At the time the contract was signed, AT&T was trying to build ties to the new administration. Months earlier, Trump had come out strongly against the proposed AT&T merger with Time Warner, which owns CNN — a network he often berates as producing “fake news.”
“As an example of the power structure I’m fighting, AT&T is buying Time Warner and thus CNN, a deal we will not approve in my administration because it’s too much concentration of power in the hands of too few,” Trump said during a speech in Gettysburg, Pa., in October 2016.
On Jan. 12, 2017, Cohen and AT&T’s chief executive, Randall Stephenson, were both seen visiting Trump Tower in New York, days before the contract with Essential Consultants was signed.
But although the two men arrived within minutes of each other, they did not meet that day and have never met, AT&T said this week.
At the time, AT&T said that Stephenson had “a very good meeting” with Trump but that the Time Warner merger “was not a topic of discussion.”
“The conversation focused on how AT&T can work with the Trump administration to increase investment in the U.S., stimulate job creation in America, and make American companies more competitive globally,” the company said.

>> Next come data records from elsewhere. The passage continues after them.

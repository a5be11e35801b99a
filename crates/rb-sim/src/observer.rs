//! Observer hooks for watching a run from the outside.

use rb_core::SimTime;

use crate::report::SourceReport;

/// Callbacks invoked by [`Simulation::run_observed`].
///
/// All methods default to no-ops so implementors only override what they
/// care about.
///
/// [`Simulation::run_observed`]: crate::sim::Simulation::run_observed
pub trait SimObserver {
    /// Called at each progress mark with the live spawn/finish tallies.
    fn on_progress(&mut self, _now: SimTime, _spawned: usize, _finished: usize) {}

    /// Called once after the run with the final per-source reports.
    fn on_run_end(&mut self, _now: SimTime, _reports: &[SourceReport]) {}
}

/// Observer that ignores everything.
pub struct NoopObserver;

impl SimObserver for NoopObserver {}
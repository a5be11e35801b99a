//! Strongly typed, zero-cost identifier wrappers.
//!
//! All IDs are `Copy + Ord + Hash` so they can be used as map keys and sorted
//! collection elements without ceremony.  The inner integer is `pub` to allow
//! direct indexing into backing `Vec`s via `id.0 as usize`, but callers should
//! prefer the `.index()` helpers for clarity.

use std::fmt;

/// Generate a typed ID wrapper around a primitive integer.
macro_rules! typed_id {
    ($(#[$attr:meta])* $vis:vis struct $name:ident($inner:ty);) => {
        $(#[$attr])*
        #[derive(Copy, Clone, PartialEq, Eq, Hash, PartialOrd, Ord, Debug)]
        #[cfg_attr(feature = "serde", derive(serde::Serialize, serde::Deserialize))]
        $vis struct $name(pub $inner);

        impl $name {
            /// Sentinel meaning "no valid ID" — equivalent to the type's MAX.
            pub const INVALID: $name = $name(<$inner>::MAX);

            /// Cast to `usize` for direct use as a `Vec` index.
            #[inline(always)]
            pub fn index(self) -> usize {
                self.0 as usize
            }
        }

        impl Default for $name {
            /// Returns the `INVALID` sentinel so uninitialized IDs are visibly invalid.
            #[inline(always)]
            fn default() -> Self {
                Self::INVALID
            }
        }

        impl fmt::Display for $name {
            fn fmt(&self, f: &mut fmt::Formatter<'_>) -> fmt::Result {
                write!(f, "{}({})", stringify!($name), self.0)
            }
        }

        impl From<$name> for usize {
            #[inline(always)]
            fn from(id: $name) -> usize {
                id.0 as usize
            }
        }

        impl TryFrom<usize> for $name {
            type Error = std::num::TryFromIntError;
            fn try_from(n: usize) -> Result<$name, Self::Error> {
                <$inner>::try_from(n).map($name)
            }
        }
    };
}

typed_id! {
    /// Identity of one simulated vehicle, allocated from the run's shared
    /// sequence generator in ascending spawn order.
    pub struct CarId(u32);
}

typed_id! {
    /// Index of a suspended process in the scheduler's task slab.
    pub struct TaskId(u32);
}

typed_id! {
    /// Identity of one road slot.  Assigned sequentially at roundabout
    /// construction: outer ring first, then inner.
    pub struct SlotId(u32);
}

typed_id! {
    /// Index of a car source in the simulation's source list (max 12 in a
    /// four-exit roundabout, so `u16` is plenty).
    pub struct SourceId(u16);
}
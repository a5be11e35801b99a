//! Compass exits and hop-count arithmetic.
//!
//! The four access points are numbered counting from the West:
//! West = 0, South = 1, East = 2, North = 3.  The hop-count between two
//! exits — the number of quarter-turns a car makes between joining and
//! leaving — is `(egress − ingress) mod 4` and decides the routing: 1 or 2
//! hops take the short way round on the outer ring, 3 hops cut through the
//! inner ring.  A hop-count of 0 would be a U-turn, which the model forbids.

use std::fmt;

/// One of the four compass access points of the roundabout.
#[derive(Copy, Clone, Debug, PartialEq, Eq, PartialOrd, Ord, Hash)]
#[cfg_attr(feature = "serde", derive(serde::Serialize, serde::Deserialize))]
pub enum Exit {
    West = 0,
    South = 1,
    East = 2,
    North = 3,
}

impl Exit {
    /// All four exits in index order.
    pub const ALL: [Exit; 4] = [Exit::West, Exit::South, Exit::East, Exit::North];

    /// 0-based index of this exit (West = 0).
    #[inline]
    pub fn index(self) -> usize {
        self as usize
    }

    /// Look an exit up by its 0-based index.
    pub fn from_index(i: usize) -> Option<Exit> {
        Exit::ALL.get(i).copied()
    }

    /// Quarter-turns from `self` (ingress) to `egress`, in `0..4`.
    ///
    /// 0 means a U-turn and is rejected wherever a path is planned.
    #[inline]
    pub fn hops_to(self, egress: Exit) -> u8 {
        ((egress.index() + 4 - self.index()) % 4) as u8
    }

    /// The exit `hops` quarter-turns downstream of `self`.
    #[inline]
    pub fn offset(self, hops: u8) -> Exit {
        Exit::ALL[(self.index() + hops as usize) % 4]
    }
}

impl fmt::Display for Exit {
    fn fmt(&self, f: &mut fmt::Formatter<'_>) -> fmt::Result {
        let name = match self {
            Exit::West => "West",
            Exit::South => "South",
            Exit::East => "East",
            Exit::North => "North",
        };
        write!(f, "{name}")
    }
}
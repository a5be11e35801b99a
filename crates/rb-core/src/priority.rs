//! Right-of-way priority classes.
//!
//! Exactly two classes exist.  Vehicles already circulating inside the
//! roundabout have right of way over vehicles trying to join it, so a slot's
//! wait queue serves every pending `Circulating` request before any `Joining`
//! one.  The enum is passed explicitly to every slot request — no bare
//! integer literals at call sites, which is what makes a silent priority
//! inversion impossible to write by accident.

use std::fmt;

/// The two right-of-way classes, ordered most-urgent-first.
#[derive(Copy, Clone, Debug, PartialEq, Eq, PartialOrd, Ord, Hash)]
#[cfg_attr(feature = "serde", derive(serde::Serialize, serde::Deserialize))]
pub enum Priority {
    /// Already inside the roundabout — served first.
    Circulating,
    /// Entering the roundabout — served only when no circulating request
    /// is pending at the same slot.
    Joining,
}

impl Priority {
    /// Numeric rank used for queue ordering.  Lower is more urgent.
    #[inline]
    pub fn rank(self) -> u8 {
        match self {
            Priority::Circulating => 1,
            Priority::Joining => 2,
        }
    }
}

impl fmt::Display for Priority {
    fn fmt(&self, f: &mut fmt::Formatter<'_>) -> fmt::Result {
        match self {
            Priority::Circulating => write!(f, "circulating"),
            Priority::Joining => write!(f, "joining"),
        }
    }
}
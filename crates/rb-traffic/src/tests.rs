//! Unit tests for path planning, the car process, and arrival sampling.

use rb_spatial::RoundAbout;

fn reference_roundabout() -> RoundAbout {
    RoundAbout::new(16, 24).unwrap()
}

#[cfg(test)]
mod planning {
    use rb_core::{Exit, Priority, SlotId};

    use super::reference_roundabout;
    use crate::error::PathError;
    use crate::path::{PathStep, plan_path, step_priority};

    #[test]
    fn u_turn_rejected() {
        let ra = reference_roundabout();
        for &e in &Exit::ALL {
            assert!(matches!(plan_path(&ra, e, e), Err(PathError::UTurn(_))));
        }
    }

    #[test]
    fn short_routes_use_outer_ring_only() {
        let ra = reference_roundabout();
        for &ingress in &Exit::ALL {
            for hops in 1..=2u8 {
                let egress = ingress.offset(hops);
                let path = plan_path(&ra, ingress, egress).unwrap();
                assert!(
                    path.iter().all(|s| !s.is_compound()),
                    "{ingress}->{egress} must not touch the inner ring"
                );
            }
        }
    }

    #[test]
    fn outer_path_length_tracks_quarter_arcs() {
        // One quarter-arc per hop, minus the one-slot egress margin.
        let ra = reference_roundabout();
        let quarter = 24 / 4;
        for &ingress in &Exit::ALL {
            for hops in 1..=2u8 {
                let egress = ingress.offset(hops);
                let path = plan_path(&ra, ingress, egress).unwrap();
                assert_eq!(
                    path.len(),
                    quarter * hops as usize - 1,
                    "{ingress}->{egress}"
                );
            }
        }
    }

    #[test]
    fn long_route_shape() {
        // West -> North: compound junction step, inner arc, one outer slot out.
        let ra = reference_roundabout();
        let path = plan_path(&ra, Exit::West, Exit::North).unwrap();

        assert!(path[0].is_compound());
        assert!(path[1..].iter().all(|s| !s.is_compound()));

        let inner_segment = path.len() - 2;
        assert!(inner_segment >= 1);
        // Three quarters of the 16-slot inner ring, minus the boundary slot
        // taken by the compound step.
        assert_eq!(inner_segment, 3 * (16 / 4) - 1);
    }

    #[test]
    fn long_route_boundary_slots() {
        let ra = reference_roundabout();
        let path = plan_path(&ra, Exit::West, Exit::North).unwrap();

        // Junction cell: outer left boundary of West is slot 23; inner left
        // boundary of West is inner slot 15, which carries id 24 + 15 = 39.
        match &path[0] {
            PathStep::Compound { outer, inner } => {
                assert_eq!(outer.id(), SlotId(23));
                assert_eq!(inner.id(), SlotId(39));
            }
            PathStep::Single(_) => panic!("first step must be compound"),
        }

        // Exit crossing: outer left boundary of North is slot 17.
        match path.last().unwrap() {
            PathStep::Single(slot) => assert_eq!(slot.id(), SlotId(17)),
            PathStep::Compound { .. } => panic!("last step must be single"),
        }
    }

    #[test]
    fn same_hop_count_gives_same_length() {
        let ra = reference_roundabout();
        for hops in 1..=3u8 {
            let lengths: Vec<usize> = Exit::ALL
                .iter()
                .map(|&i| plan_path(&ra, i, i.offset(hops)).unwrap().len())
                .collect();
            assert!(
                lengths.windows(2).all(|w| w[0] == w[1]),
                "hop-count {hops}: {lengths:?}"
            );
        }
    }

    #[test]
    fn first_step_joins_rest_circulate() {
        assert_eq!(step_priority(0), Priority::Joining);
        assert_eq!(step_priority(1), Priority::Circulating);
        assert_eq!(step_priority(7), Priority::Circulating);
    }
}

#[cfg(test)]
mod driving {
    use std::cell::RefCell;
    use std::rc::Rc;

    use rb_core::{CarId, Exit, SimTime};
    use rb_kernel::{EventClass, Scheduler};

    use super::reference_roundabout;
    use crate::car::{Car, CarRecord, SharedCarRecord};
    use crate::path::plan_path;
    use crate::trace::{TraceKind, TraceSink};

    fn shared_record(ingress: Exit, egress: Exit) -> SharedCarRecord {
        Rc::new(RefCell::new(CarRecord {
            id: CarId(0),
            ingress,
            egress,
            hops: ingress.hops_to(egress),
            start: None,
            stop: None,
        }))
    }

    #[test]
    fn lone_car_crosses_unimpeded() {
        let ra = reference_roundabout();
        let record = shared_record(Exit::West, Exit::South);
        let path = plan_path(&ra, Exit::West, Exit::South).unwrap();
        let steps = path.len();
        let trace = TraceSink::recording();

        let mut sched = Scheduler::new();
        let task = sched.spawn(Box::new(Car::new(record.clone(), path, 2.0, trace.clone())));
        sched.schedule_after(0.0, EventClass::TIMER, task).unwrap();
        sched.run(SimTime(1_000.0)).unwrap();

        let rec = record.borrow();
        assert_eq!(rec.start, Some(SimTime::ZERO));
        assert_eq!(rec.stop, Some(SimTime(steps as f64 * 2.0)));
        assert_eq!(rec.total_time(), Some(steps as f64 * 2.0));

        // With nobody else on the road every acquire happens right on the
        // slot-passing cadence.
        let acquire_times: Vec<f64> = trace
            .events()
            .iter()
            .filter(|e| matches!(e.kind, TraceKind::Acquired { .. }))
            .map(|e| e.time.0)
            .collect();
        let expected: Vec<f64> = (0..steps).map(|i| i as f64 * 2.0).collect();
        assert_eq!(acquire_times, expected);
    }

    #[test]
    fn unfinished_car_reports_unresolved() {
        let ra = reference_roundabout();
        let record = shared_record(Exit::West, Exit::East);
        let path = plan_path(&ra, Exit::West, Exit::East).unwrap();

        let mut sched = Scheduler::new();
        let task = sched.spawn(Box::new(Car::new(
            record.clone(),
            path,
            2.0,
            TraceSink::disabled(),
        )));
        sched.schedule_after(0.0, EventClass::TIMER, task).unwrap();
        // Horizon cuts the drive off mid-path.
        sched.run(SimTime(5.0)).unwrap();

        let rec = record.borrow();
        assert_eq!(rec.start, Some(SimTime::ZERO));
        assert_eq!(rec.stop, None);
        assert_eq!(rec.total_time(), None);
        assert!(!rec.is_finished());
    }

    #[test]
    fn compound_step_acquires_both_slots_at_once() {
        let ra = reference_roundabout();
        let record = shared_record(Exit::West, Exit::North);
        let path = plan_path(&ra, Exit::West, Exit::North).unwrap();
        let trace = TraceSink::recording();

        let mut sched = Scheduler::new();
        let task = sched.spawn(Box::new(Car::new(record, path, 1.0, trace.clone())));
        sched.schedule_after(0.0, EventClass::TIMER, task).unwrap();
        sched.run(SimTime(1_000.0)).unwrap();

        let events = trace.events();
        let first_acquire = events
            .iter()
            .find(|e| matches!(e.kind, TraceKind::Acquired { .. }))
            .unwrap();
        match &first_acquire.kind {
            TraceKind::Acquired { slots, compound } => {
                assert!(*compound);
                assert_eq!(slots.len(), 2);
            }
            _ => unreachable!(),
        }
    }
}

#[cfg(test)]
mod arrivals {
    use rb_core::{Exit, SourceId, SourceRng};

    use crate::arrivals::{ArrivalDistribution, ArrivalTable};

    #[test]
    fn means() {
        assert_eq!(ArrivalDistribution::Exponential { mean: 5.0 }.mean(), 5.0);
        assert_eq!(
            ArrivalDistribution::Uniform { low: 2.0, high: 8.0 }.mean(),
            5.0
        );
    }

    #[test]
    fn uniform_samples_stay_in_band() {
        let mut rng = SourceRng::new(9, SourceId(0));
        let dist = ArrivalDistribution::Uniform { low: 7.0, high: 83.0 };
        for _ in 0..500 {
            let x = dist.sample(&mut rng);
            assert!((7.0..83.0).contains(&x));
        }
    }

    #[test]
    fn exponential_sample_mean_is_plausible() {
        let mut rng = SourceRng::new(9, SourceId(0));
        let dist = ArrivalDistribution::Exponential { mean: 10.0 };
        let n = 4_000;
        let total: f64 = (0..n).map(|_| dist.sample(&mut rng)).sum();
        let mean = total / n as f64;
        assert!((mean - 10.0).abs() < 1.0, "sample mean {mean}");
    }

    #[test]
    fn table_lookup_by_ingress_and_hops() {
        let table = ArrivalTable::default();
        assert_eq!(
            *table.distribution(Exit::West, 2),
            ArrivalDistribution::Exponential { mean: 8.42 }
        );
        assert_eq!(
            *table.distribution(Exit::North, 1),
            ArrivalDistribution::Uniform { low: 33.0, high: 100.0 }
        );
    }

    #[test]
    #[should_panic]
    fn hop_count_zero_is_out_of_range() {
        ArrivalTable::default().distribution(Exit::West, 0);
    }
}

#[cfg(test)]
mod sources {
    use crate::source::CarIdGen;

    #[test]
    fn car_ids_are_monotone_across_clones() {
        let ids = CarIdGen::new();
        let other = ids.clone();
        assert_eq!(ids.next_id().0, 0);
        assert_eq!(other.next_id().0, 1);
        assert_eq!(ids.next_id().0, 2);
    }
}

After the revelation of Cohen’s link to AT&T, ranking Democrats on antitrust subcommittees in the House and Senate sent a joint letter to the Justice Department’s top competition enforcer, Makan Delrahim, asking whether he knew of the company’s payments to Cohen during his agency’s independent review of the Time Warner merger.
The Justice Department declined to comment.
According to a person familiar with the matter who spoke on the condition of anonymity to describe ongoing litigation, Delrahim was not aware of AT&T’s payments to Cohen.
Meanwhile, Novartis chief executive Vasant Narasimhan sent an email to employees Thursday calling the company’s $1.2 million contract with Cohen a “mistake” and acknowledging that the revelation “was not a good day for Novartis.”
“We made a mistake in entering into this engagement and, as a consequence, are being criticized by a world that expects more from us,” Narasimhan wrote.
Narasimhan joined the company in 2005 but did not take the helm of the global drug company until this February. “I was not involved with any aspect of this situation,” Narasimhan wrote to employees, adding that it had been a difficult day for him and his family.
Carolyn Y. Johnson contributed to this report.